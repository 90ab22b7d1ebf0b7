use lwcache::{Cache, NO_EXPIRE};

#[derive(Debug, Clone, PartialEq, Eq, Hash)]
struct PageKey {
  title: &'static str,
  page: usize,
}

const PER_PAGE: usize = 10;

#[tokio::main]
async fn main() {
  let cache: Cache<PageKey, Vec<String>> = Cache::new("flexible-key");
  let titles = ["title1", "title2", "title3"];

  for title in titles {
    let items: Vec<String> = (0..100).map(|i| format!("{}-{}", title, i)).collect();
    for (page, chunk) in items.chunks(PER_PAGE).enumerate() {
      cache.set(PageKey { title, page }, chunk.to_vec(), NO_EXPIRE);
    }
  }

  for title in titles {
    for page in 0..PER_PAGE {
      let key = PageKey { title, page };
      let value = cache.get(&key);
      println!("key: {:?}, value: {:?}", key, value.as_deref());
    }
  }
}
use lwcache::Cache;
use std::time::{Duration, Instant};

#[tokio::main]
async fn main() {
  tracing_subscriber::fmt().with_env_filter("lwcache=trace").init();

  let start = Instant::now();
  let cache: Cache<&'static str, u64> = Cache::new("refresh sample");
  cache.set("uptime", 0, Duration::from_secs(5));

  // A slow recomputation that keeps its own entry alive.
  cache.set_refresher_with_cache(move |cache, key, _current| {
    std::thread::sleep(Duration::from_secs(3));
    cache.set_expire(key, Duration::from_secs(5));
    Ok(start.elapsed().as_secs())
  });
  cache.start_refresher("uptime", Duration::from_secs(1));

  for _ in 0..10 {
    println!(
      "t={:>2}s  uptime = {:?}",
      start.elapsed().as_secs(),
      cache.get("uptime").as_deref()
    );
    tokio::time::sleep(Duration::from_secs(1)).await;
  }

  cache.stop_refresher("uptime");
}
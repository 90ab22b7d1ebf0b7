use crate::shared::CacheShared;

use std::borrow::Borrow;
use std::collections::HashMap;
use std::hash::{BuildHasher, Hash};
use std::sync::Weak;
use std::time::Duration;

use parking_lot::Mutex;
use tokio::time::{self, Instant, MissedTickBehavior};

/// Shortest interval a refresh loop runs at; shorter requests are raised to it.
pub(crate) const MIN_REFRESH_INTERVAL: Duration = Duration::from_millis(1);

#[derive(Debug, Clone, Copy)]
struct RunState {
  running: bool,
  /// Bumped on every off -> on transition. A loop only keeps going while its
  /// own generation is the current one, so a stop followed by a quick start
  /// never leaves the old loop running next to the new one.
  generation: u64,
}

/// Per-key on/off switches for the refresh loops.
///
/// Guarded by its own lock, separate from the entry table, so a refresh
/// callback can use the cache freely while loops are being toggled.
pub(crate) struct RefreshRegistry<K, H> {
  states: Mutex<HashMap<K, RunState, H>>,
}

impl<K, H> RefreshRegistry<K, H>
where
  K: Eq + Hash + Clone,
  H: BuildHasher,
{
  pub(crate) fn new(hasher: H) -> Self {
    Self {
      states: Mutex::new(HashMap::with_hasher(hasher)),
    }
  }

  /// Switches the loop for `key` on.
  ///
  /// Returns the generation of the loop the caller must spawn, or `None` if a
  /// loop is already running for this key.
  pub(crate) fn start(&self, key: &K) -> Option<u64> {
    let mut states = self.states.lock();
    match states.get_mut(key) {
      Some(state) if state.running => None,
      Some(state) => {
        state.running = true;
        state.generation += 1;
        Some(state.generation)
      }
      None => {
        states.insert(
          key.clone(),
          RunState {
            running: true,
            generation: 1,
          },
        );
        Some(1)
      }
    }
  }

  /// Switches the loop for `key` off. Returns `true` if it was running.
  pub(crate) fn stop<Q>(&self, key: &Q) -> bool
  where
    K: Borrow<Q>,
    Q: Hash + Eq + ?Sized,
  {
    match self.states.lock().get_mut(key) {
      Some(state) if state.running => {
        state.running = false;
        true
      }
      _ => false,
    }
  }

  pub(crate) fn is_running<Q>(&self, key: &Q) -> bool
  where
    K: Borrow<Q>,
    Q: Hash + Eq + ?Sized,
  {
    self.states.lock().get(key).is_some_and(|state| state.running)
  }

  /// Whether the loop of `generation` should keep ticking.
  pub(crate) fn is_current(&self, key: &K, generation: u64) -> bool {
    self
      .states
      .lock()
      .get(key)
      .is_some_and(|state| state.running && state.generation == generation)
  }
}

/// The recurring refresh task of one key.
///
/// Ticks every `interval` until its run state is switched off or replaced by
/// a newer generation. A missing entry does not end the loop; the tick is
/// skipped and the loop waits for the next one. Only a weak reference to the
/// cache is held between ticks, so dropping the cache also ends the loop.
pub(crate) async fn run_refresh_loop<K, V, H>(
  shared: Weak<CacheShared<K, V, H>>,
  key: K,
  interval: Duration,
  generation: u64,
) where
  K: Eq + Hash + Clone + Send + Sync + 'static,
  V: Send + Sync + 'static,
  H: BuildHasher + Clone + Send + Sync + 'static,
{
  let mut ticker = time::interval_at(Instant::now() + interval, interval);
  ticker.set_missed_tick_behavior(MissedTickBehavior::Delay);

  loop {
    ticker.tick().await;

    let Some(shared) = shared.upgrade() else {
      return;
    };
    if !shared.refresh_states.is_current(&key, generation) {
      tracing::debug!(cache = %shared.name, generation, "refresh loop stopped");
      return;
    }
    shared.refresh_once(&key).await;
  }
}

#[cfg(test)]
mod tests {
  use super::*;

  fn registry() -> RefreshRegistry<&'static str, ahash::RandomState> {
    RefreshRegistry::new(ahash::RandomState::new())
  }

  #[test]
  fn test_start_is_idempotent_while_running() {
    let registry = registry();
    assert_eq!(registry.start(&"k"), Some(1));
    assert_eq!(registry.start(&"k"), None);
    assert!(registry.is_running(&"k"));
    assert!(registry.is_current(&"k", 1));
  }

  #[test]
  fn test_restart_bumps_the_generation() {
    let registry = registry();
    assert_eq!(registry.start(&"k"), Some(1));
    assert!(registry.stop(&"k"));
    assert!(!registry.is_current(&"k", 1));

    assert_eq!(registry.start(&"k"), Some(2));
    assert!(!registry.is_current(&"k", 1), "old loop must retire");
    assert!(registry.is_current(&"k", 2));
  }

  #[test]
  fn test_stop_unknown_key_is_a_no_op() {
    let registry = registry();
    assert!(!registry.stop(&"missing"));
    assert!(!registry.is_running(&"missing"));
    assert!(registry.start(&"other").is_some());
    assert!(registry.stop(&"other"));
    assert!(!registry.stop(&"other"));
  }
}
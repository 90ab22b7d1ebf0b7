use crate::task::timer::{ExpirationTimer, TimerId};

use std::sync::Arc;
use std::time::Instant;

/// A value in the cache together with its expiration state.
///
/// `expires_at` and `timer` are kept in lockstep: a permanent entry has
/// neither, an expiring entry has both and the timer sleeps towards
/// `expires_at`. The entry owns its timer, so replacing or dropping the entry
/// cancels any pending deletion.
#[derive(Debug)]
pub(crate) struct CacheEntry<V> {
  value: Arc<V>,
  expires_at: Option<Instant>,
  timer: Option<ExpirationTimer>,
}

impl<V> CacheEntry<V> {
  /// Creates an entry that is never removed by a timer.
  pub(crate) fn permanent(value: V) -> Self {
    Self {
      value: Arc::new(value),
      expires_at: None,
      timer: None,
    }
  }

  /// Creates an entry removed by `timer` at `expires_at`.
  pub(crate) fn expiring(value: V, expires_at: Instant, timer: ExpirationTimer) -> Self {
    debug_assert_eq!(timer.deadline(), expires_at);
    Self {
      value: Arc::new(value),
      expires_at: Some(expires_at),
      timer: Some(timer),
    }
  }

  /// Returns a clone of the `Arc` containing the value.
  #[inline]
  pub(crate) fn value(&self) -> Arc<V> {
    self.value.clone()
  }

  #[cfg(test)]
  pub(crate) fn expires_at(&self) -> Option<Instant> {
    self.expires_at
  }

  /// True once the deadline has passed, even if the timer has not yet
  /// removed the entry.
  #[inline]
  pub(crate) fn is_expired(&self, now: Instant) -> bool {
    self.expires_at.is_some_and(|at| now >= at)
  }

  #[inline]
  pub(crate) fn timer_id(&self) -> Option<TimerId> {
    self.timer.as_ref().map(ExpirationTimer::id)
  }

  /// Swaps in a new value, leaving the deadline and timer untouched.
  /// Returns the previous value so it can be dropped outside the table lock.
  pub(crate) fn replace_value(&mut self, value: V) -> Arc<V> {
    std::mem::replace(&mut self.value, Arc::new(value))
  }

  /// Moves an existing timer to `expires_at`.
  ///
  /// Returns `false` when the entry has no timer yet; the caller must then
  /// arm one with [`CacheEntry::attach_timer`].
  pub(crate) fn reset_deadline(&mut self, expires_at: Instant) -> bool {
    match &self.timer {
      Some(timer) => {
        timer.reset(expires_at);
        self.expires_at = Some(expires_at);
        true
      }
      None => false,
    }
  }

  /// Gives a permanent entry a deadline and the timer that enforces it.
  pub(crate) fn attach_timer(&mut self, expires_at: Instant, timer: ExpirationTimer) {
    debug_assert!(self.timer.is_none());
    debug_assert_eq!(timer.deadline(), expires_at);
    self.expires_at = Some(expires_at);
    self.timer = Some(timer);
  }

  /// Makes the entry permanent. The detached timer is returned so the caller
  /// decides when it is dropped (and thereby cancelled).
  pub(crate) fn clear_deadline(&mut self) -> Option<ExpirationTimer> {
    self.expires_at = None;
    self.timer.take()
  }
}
● ● ● ● ●
- BRIEF:
Everything above from the line containing "let value = cache.get(&key);" through the line containing "std::thread::sleep(Duration::from_secs(3));" must be copied exactly. Nothing outside that range belongs in the answer.

- TASK OUTPUT:
      let value = cache.get(&key);
      println!("key: {:?}, value: {:?}", key, value.as_deref());
    }
  }
}
use lwcache::Cache;
use std::time::{Duration, Instant};

#[tokio::main]
async fn main() {
  tracing_subscriber::fmt().with_env_filter("lwcache=trace").init();

  let start = Instant::now();
  let cache: Cache<&'static str, u64> = Cache::new("refresh sample");
  cache.set("uptime", 0, Duration::from_secs(5));

  // A slow recomputation that keeps its own entry alive.
  cache.set_refresher_with_cache(move |cache, key, _current| {
    std::thread::sleep(Duration::from_secs(3));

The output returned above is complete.